Summary: US Fed’s favoured inflation measure up by 0.3% in January; above market expectations; annual rate ticks up after revisions; Treasury bond yields fall back following previous day’s spike.
One of the US Fed’s favoured measures of inflation is the change in the core personal consumption expenditures (PCE) price index. After hitting the Fed’s target at the time of 2.0% in mid-2018, the annual rate then hovered in a range between 1.8% and 2.0% before it eased back to a range between 1.5% and 1.8% through 2019. It then plummeted below 1.0% in April 2020 before rising in through the remainder of 2020.
The latest figures have now been published by the Bureau of Economic Analysis as part of the January personal income and expenditures report.

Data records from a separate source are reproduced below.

// Ultralytics 🚀 AGPL-3.0 License - https://ultralytics.com/license
/// FFmpeg解码过滤器模块
/// FFmpeg decode filter module
use std::fmt;
use std::sync::Arc;
use std::time::{Duration, Instant};

use ez_ffmpeg::filter::frame_filter::FrameFilter;
use ez_ffmpeg::filter::frame_filter_context::FrameFilterContext;
use ez_ffmpeg::{AVMediaType, Frame};
use tracing::{debug, warn};

use super::PlayerShared;
use crate::frame::{yuv420p_to_rgba, VideoFrame};

/// 允许的最大分辨率
const MAX_DIMENSION: u32 = 4096;

/// 暂停时的轮询间隔
const PAUSE_POLL: Duration = Duration::from_millis(20);

/// 帧被丢弃的原因
#[derive(Debug, Clone, PartialEq, Eq)]
pub enum DropReason {
    Empty,
    Resolution(u32, u32),
    DecodeError(i32),
    NullPlane,
    Stride(usize, usize),
}

impl fmt::Display for DropReason {
    fn fmt(&self, f: &mut fmt::Formatter<'_>) -> fmt::Result {
        match self {
            DropReason::Empty => write!(f, "空帧/损坏帧"),
            DropReason::Resolution(w, h) => write!(f, "非法分辨率 {}x{}", w, h),
            DropReason::DecodeError(flags) => write!(f, "解码错误标志=0x{:02x}", flags),
            DropReason::NullPlane => write!(f, "YUV指针为空"),
            DropReason::Stride(y, uv) => write!(f, "步长异常 y_stride={} uv_stride={}", y, uv),
        }
    }
}

/// YUV420P 帧 → RGBA 数据 (宽, 高, 像素)
pub(crate) fn frame_to_rgba(frame: &Frame) -> Result<(u32, u32, Vec<u8>), DropReason> {
    unsafe {
        // 基本检查：空帧或损坏帧
        if frame.as_ptr().is_null() || frame.is_empty() || frame.is_corrupt() {
            return Err(DropReason::Empty);
        }

        let raw = &*frame.as_ptr();
        let w = raw.width as u32;
        let h = raw.height as u32;

        // 检查分辨率合法性
        if raw.width <= 0 || raw.height <= 0 || w > MAX_DIMENSION || h > MAX_DIMENSION {
            return Err(DropReason::Resolution(w, h));
        }

        // 只丢弃严重错误的帧 (缺少参考帧、无效比特流)
        if raw.decode_error_flags & 0x03 != 0 {
            return Err(DropReason::DecodeError(raw.decode_error_flags));
        }

        let (y_plane, u_plane, v_plane) = (raw.data[0], raw.data[1], raw.data[2]);
        if y_plane.is_null() || u_plane.is_null() || v_plane.is_null() {
            return Err(DropReason::NullPlane);
        }

        let y_stride = raw.linesize[0];
        let uv_stride = raw.linesize[1];
        if y_stride < raw.width || uv_stride < (raw.width + 1) / 2 {
            return Err(DropReason::Stride(y_stride.max(0) as usize, uv_stride.max(0) as usize));
        }

        let (width, height) = (w as usize, h as usize);
        let (y_stride, uv_stride) = (y_stride as usize, uv_stride as usize);
        let chroma_rows = height.div_ceil(2);

        let y = std::slice::from_raw_parts(y_plane, y_stride * height);
        let u = std::slice::from_raw_parts(u_plane, uv_stride * chroma_rows);
        let v = std::slice::from_raw_parts(v_plane, uv_stride * chroma_rows);

        let mut rgba = vec![255u8; width * height * 4];
        yuv420p_to_rgba(y, u, v, y_stride, uv_stride, width, height, &mut rgba);
        Ok((w, h, rgba))
    }
}

/// 帧显示时间 (毫秒); 无时间戳或时间基无效时返回 None
pub(crate) fn frame_pts_ms(frame: &Frame) -> Option<u64> {
    unsafe {
        if frame.as_ptr().is_null() {
            return None;
        }
        let raw = &*frame.as_ptr();
        let pts = if raw.pts != i64::MIN {
            raw.pts
        } else {
            raw.best_effort_timestamp
        };
        let tb = raw.time_base;
        if pts == i64::MIN || pts < 0 || tb.num <= 0 || tb.den <= 0 {
            return None;
        }
        Some((pts as i128 * 1000 * tb.num as i128 / tb.den as i128) as u64)
    }
}

/// FFmpeg解码过滤器: 视频流 → RGBA帧 → 播放器最新帧槽位
pub struct DecodeFilter {
    pub count: usize,
    pub last: Instant,
    pub current_fps: f64,
    pub dropped_frames: usize, // 丢弃的帧数
    pub total_frames: usize,   // 总帧数
    pub generation: usize,     // 解码器代数ID
    frame_index: u64,
    last_pts_ms: u64,
    shared: Arc<PlayerShared>,
}

impl DecodeFilter {
    pub fn new(generation: usize, shared: Arc<PlayerShared>) -> Self {
        Self {
            count: 0,
            last: Instant::now(),
            current_fps: 0.0,
            dropped_frames: 0,
            total_frames: 0,
            generation,
            frame_index: 0,
            last_pts_ms: 0,
            shared,
        }
    }

    /// 每秒打印一次解码统计
    fn update_stats(&mut self) {
        let elapsed = self.last.elapsed().as_secs_f64();
        if elapsed < 1.0 {
            return;
        }
        self.current_fps = self.count as f64 / elapsed;
        let drop_rate = self.dropped_frames as f64 / self.total_frames.max(1) as f64 * 100.0;
        debug!(
            "📺 解码统计: 解码{}帧 | 实际{:.1}fps | 总帧{} | 丢弃{} ({:.1}%)",
            self.count, self.current_fps, self.total_frames, self.dropped_frames, drop_rate
        );
        self.last = Instant::now();
        self.count = 0;
    }
}

impl FrameFilter for DecodeFilter {
    fn media_type(&self) -> AVMediaType {
        AVMediaType::AVMEDIA_TYPE_VIDEO
    }

    fn init(&mut self, _ctx: &FrameFilterContext) -> Result<(), String> {
        debug!("✅ 解码线程启动 (Gen: {})", self.generation);
        Ok(())
    }

    fn filter_frame(
        &mut self,
        frame: Frame,
        _ctx: &FrameFilterContext,
    ) -> Result<Option<Frame>, String> {
        // 暂停: 阻塞管线直到恢复或被释放
        while self.shared.is_paused() && self.shared.is_current(self.generation) {
            std::thread::sleep(PAUSE_POLL);
        }

        // 检查解码器代数ID,如果已过期则停止解码
        if !self.shared.is_current(self.generation) {
            debug!("🛑 解码器已过期 (Gen: {}), 停止解码", self.generation);
            return Err("player released".to_string());
        }

        self.total_frames += 1;
        let (width, height, rgba) = match frame_to_rgba(&frame) {
            Ok(converted) => converted,
            Err(reason) => {
                self.dropped_frames += 1;
                if self.total_frames <= 10 {
                    warn!("⚠️ 丢弃帧 #{}: {}", self.total_frames, reason);
                }
                return Ok(None);
            }
        };

        self.count += 1;
        self.update_stats();

        if let Some(pts) = frame_pts_ms(&frame) {
            self.last_pts_ms = pts;
        }
        let decoded =
            VideoFrame::new(rgba, width, height, self.frame_index).with_pts_ms(self.last_pts_ms);
        self.frame_index += 1;
        self.shared.publish_frame(self.generation, decoded);

        Ok(Some(frame))
    }

    fn uninit(&mut self, _ctx: &FrameFilterContext) {
        debug!(
            "✅ 解码线程退出 (Gen: {}, 总帧{}, 丢弃{})",
            self.generation, self.total_frames, self.dropped_frames
        );
    }
}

Core PCE prices rose by 0.3% over the month, more than the 0.1% which had been generally expected but in line with December’s 0.3% increase after rounding. On a 12-month basis, the core PCE inflation rate ticked up from December’s revised rate of 1.4% to 1.5%.
ANZ economist Hayden Dimes said December’s fiscal package had produced a 2.4% rise in personal spending which fed into higher prices. “The spending on goods was broad-based and its strength showed in the PCE deflator data, with the 3-month annualised rate of change rising to 2.4%.

US Treasury bond yields fell back markedly after spiking on Thursday. By the close of business, the 2-year Treasury bond yield had lost 5bps to 0.12%, the 10-year yield had fallen by 9bps to 1.44% while the 30-year yield finished 16bps lower at 2.14%.
“With base effects due to push annual inflation higher in coming months, the data will feed questions about Fed patience, despite the Fed expecting any lift in prices to be transitory,” said Dimes.
The core version of PCE strips out energy and food components, which are volatile from month to month, in an attempt to identify the prevailing trend. It’s not the only measure of inflation used by the Fed; it also tracks the Consumer Price Index (CPI) and the Producer Price Index (PPI) from the Department of Labor. However, it is the one measure which is most often referred to in FOMC minutes.